Na condição de suplente de deputado federal pelo PSB do Ceará, Italo Alves afirma que está confiante na procedência da Adin pelo STF. “Até agora, temos 5 votos favoráveis, sendo um deles parcial. Acreditamos que teremos cinco outros votos negativos e um positivo, da (ministra Carmen Lúcia)”, estimou ele.

INCONSTITUCIONALIDADE

Entrevista pelo Yahoo Notícias, a advogada Luciana Munhoz, mestre em bioética pela UnB (Universidade de Brasília), apontou que os métodos de seleção adotados hoje pelo Ministério da Saúde viola preceitos base da democracia.

“Ao lançar mão de normativa que não se vale de dados científicos, mas tem base em escolhas pessoais privadas, ela acaba por violar preceitos basilares da nossa democracia e, portanto, deve ser questionada no órgão federal que preserva as normas constitucionais, o STF”.

Ainda segundo a advogada, não cabe ao poder público deliberar sobre escolhas do âmbito privado.

“Se há risco em determinados grupos, que seja deliberado de maneira científica e não discriminatória, estigmatizantes, violadora da dignidade humana. O papel do Estado é proteger o coletivo e deve se valer da medicina baseada em evidências, do empirismo científico para determinar suas escolhas e expô-las em normas”.

OUTRO LADO

Em nota, o Ministério da Saúde informou que os critérios para a seleção de doadores de sangue estão “baseados na proteção dos doadores e dos receptores, visando reduzir ao máximo, dentro das estratégias e técnicas atualmente disponíveis, o risco de transmissão de doenças por via transfusional”. A respeito das normativas questionadas pelo PSB, a pasta alegou que os critérios são os mesmos aplicados em países europeus e de outras nacionalidades.

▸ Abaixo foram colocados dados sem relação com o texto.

#![deny(warnings)]

//! Simulation engine for the coherence economy.
//!
//! A run advances a small coupled system (capital, debt, carbon, coherence,
//! wage share and energy intensity) with explicit Euler steps and records one
//! [`Snapshot`] per tick. Each tick:
//! - computes damage-adjusted Cobb-Douglas potential output
//! - splits income into wages and profits to get aggregate demand
//! - realizes output as `R * min(supply, demand)`
//! - updates the stocks and the interest rate under the resolved policy

use sim_core::{
    validate_engine_config, validate_policy, EngineConfig, PolicyConfig, PolicyMode, Snapshot,
    StructuralParameters, Trajectory, ValidationError,
};
use thiserror::Error;
use tracing::{debug, info};

mod shocks;

pub use shocks::{FixedShock, GaussianShocks, NoShocks, ShockSource};

/// Errors produced by the engine.
#[derive(Debug, Error, Clone, PartialEq)]
pub enum EngineError {
    /// Invalid selector, parameter or policy bounds.
    #[error(transparent)]
    Validation(#[from] ValidationError),
    /// Effective output was zero or non-finite, or debt overflowed, so
    /// debt-to-output is undefined.
    #[error("debt-to-output ratio undefined at tick {tick}: effective output {output}")]
    UndefinedRatio { tick: u32, output: f64 },
}

/// Mutable state of a single run. Built fresh from the parameters each run.
#[derive(Clone, Debug)]
struct SimulationState {
    capital: f64,
    debt: f64,
    carbon: f64,
    coherence: f64,
    wage_share: f64,
    energy_intensity: f64,
    technology: f64,
    prev_output: Option<f64>,
}

impl SimulationState {
    fn new(p: &StructuralParameters) -> Self {
        Self {
            capital: p.k0,
            debt: p.d0,
            carbon: p.c0,
            coherence: p.r0,
            wage_share: p.ws0,
            energy_intensity: p.energy_intensity,
            technology: p.a0,
            prev_output: None,
        }
    }

    /// Advance one tick and return its snapshot.
    fn step<S: ShockSource + ?Sized>(
        &mut self,
        tick: u32,
        p: &StructuralParameters,
        policy: &PolicyConfig,
        dt: f64,
        shocks: &mut S,
    ) -> Result<Snapshot, EngineError> {
        // Supply
        let damage_factor = 1.0 / (1.0 + p.damage_sens * self.carbon);
        let a_eff = self.technology * damage_factor;
        let y_pot = a_eff * self.capital.powf(p.alpha) * p.n.powf(1.0 - p.alpha);

        // Demand
        let wages = y_pot * self.wage_share;
        let profits = y_pot * (1.0 - self.wage_share);
        let consumption = p.c_w * wages + p.c_pi * profits;
        let investment = p.inv_sens * profits + policy.autonomous_investment * y_pot;
        let aggregate_demand = consumption + investment;

        let y_eff = self.coherence * y_pot.min(aggregate_demand);
        if !y_eff.is_finite() || y_eff == 0.0 {
            return Err(EngineError::UndefinedRatio {
                tick,
                output: y_eff,
            });
        }
        let realized_profit = y_eff * (1.0 - self.wage_share);

        self.capital += (investment - p.delta * self.capital) * dt;

        let growth_rate = match self.prev_output {
            Some(prev) => (y_eff - prev) / prev,
            None => policy.growth_seed,
        };
        let interest_rate = policy.interest_rule.rate(policy.base_r, growth_rate);

        let repayment = policy.repayment_share * y_eff;
        self.debt += (interest_rate * self.debt - repayment) * dt;

        let energy_intensity = self.energy_intensity;
        let emissions = y_eff * energy_intensity;
        self.carbon += emissions * dt;
        self.energy_intensity *= 1.0 - policy.decarb_rate();

        let shock = shocks.draw(policy.shock_std_dev);
        let coherence =
            self.coherence + (policy.r_restoration * (policy.r_target - self.coherence) + shock) * dt;
        self.coherence = policy.coherence_bounds.clamp(coherence);
        if self.coherence != coherence {
            debug!(tick, raw = coherence, clamped = self.coherence, "coherence clamped");
        }

        let wage_share = self.wage_share + policy.d_ws * dt;
        self.wage_share = policy.wage_share_bounds.clamp(wage_share);
        if self.wage_share != wage_share {
            debug!(tick, raw = wage_share, clamped = self.wage_share, "wage share clamped");
        }

        let debt_to_output = self.debt / y_eff;
        if !debt_to_output.is_finite() {
            return Err(EngineError::UndefinedRatio {
                tick,
                output: y_eff,
            });
        }
        self.prev_output = Some(y_eff);

        debug!(tick, y_pot, y_eff, debt = self.debt, r = self.coherence, "tick");
        Ok(Snapshot {
            tick,
            y_potential: y_pot,
            y_effective: y_eff,
            debt_to_output,
            coherence: self.coherence,
            carbon: self.carbon,
            wage_share: self.wage_share,
            profit: realized_profit,
            interest_rate,
            aggregate_demand,
            growth_rate,
            energy_intensity,
            capital: self.capital,
            debt: self.debt,
        })
    }
}

/// Runs policy scenarios over fixed structural parameters.
///
/// The engine holds only immutable configuration; every run builds its own
/// state, so repeated or concurrent runs never share mutable fields.
#[derive(Clone, Debug)]
pub struct SimulationEngine {
    config: EngineConfig,
}

impl SimulationEngine {
    /// Validate and store the configuration.
    pub fn new(config: EngineConfig) -> Result<Self, EngineError> {
        validate_engine_config(&config)?;
        Ok(Self { config })
    }

    pub fn config(&self) -> &EngineConfig {
        &self.config
    }

    /// Run the regime named by a literal selector, `"BAU"` or `"INTEGRATED"`.
    pub fn run_named<S: ShockSource + ?Sized>(
        &self,
        mode: &str,
        shocks: &mut S,
    ) -> Result<Trajectory, EngineError> {
        let mode: PolicyMode = mode.parse()?;
        self.run(mode, shocks)
    }

    /// Run `mode` with Gaussian shocks from a seeded ChaCha stream.
    pub fn run_seeded(&self, mode: PolicyMode, seed: u64) -> Result<Trajectory, EngineError> {
        self.run(mode, &mut GaussianShocks::seeded(seed))
    }

    /// Run one regime from the initial conditions.
    pub fn run<S: ShockSource + ?Sized>(
        &self,
        mode: PolicyMode,
        shocks: &mut S,
    ) -> Result<Trajectory, EngineError> {
        let policy = PolicyConfig::resolve(mode, self.config.parameters.base_r);
        self.run_with_policy(&policy, shocks)
    }

    /// Run an explicitly supplied policy configuration.
    pub fn run_with_policy<S: ShockSource + ?Sized>(
        &self,
        policy: &PolicyConfig,
        shocks: &mut S,
    ) -> Result<Trajectory, EngineError> {
        validate_policy(policy)?;
        let params = &self.config.parameters;
        let steps = self.config.steps;
        info!(mode = %policy.mode, steps, dt = self.config.dt, "run starting");

        let mut state = SimulationState::new(params);
        let mut trajectory = Trajectory::with_capacity(steps as usize);
        for tick in 0..steps {
            let snap = state.step(tick, params, policy, self.config.dt, shocks)?;
            trajectory.push(snap);
        }

        if let Some(last) = trajectory.last() {
            info!(
                mode = %policy.mode,
                y_eff = last.y_effective,
                debt_to_output = last.debt_to_output,
                coherence = last.coherence,
                carbon = last.carbon,
                "run finished"
            );
        }
        Ok(trajectory)
    }
}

“Dessa forma, a inaptidão temporária para a população de homens que fazem sexo com homens, cujos atuais boletins epidemiológicos ainda demonstram maior incidência e prevalência de doenças que podem ser transmissíveis pelo sangue, utiliza critério semelhante às demais situações. (...) Essa medida atende a recomendações da OMS, da Associação Brasileira de Hematologia e Hemoterapia (ABHH) e está fundamentada em dados epidemiológicos atualizados, presentes na literatura médica e científica nacional e internacional, não cabendo relação com preconceito quanto à orientação sexual do candidato a doação”, disse o Ministério, em nota.

Por fim, a pasta comandada por Luiz Henrique Mandetta informou que “acompanha regularmente todas as evidências científicas nacionais e internacionais sobre o assunto, bem como novos achados e/ou tecnologias que permitam uma modificação da conduta adotada, atualmente baseada em evidências científicas seguras, de forma a possibilitar e angariar o maior quantitativo, possível e seguro, de doadores e colaboradores em nossa sociedade.”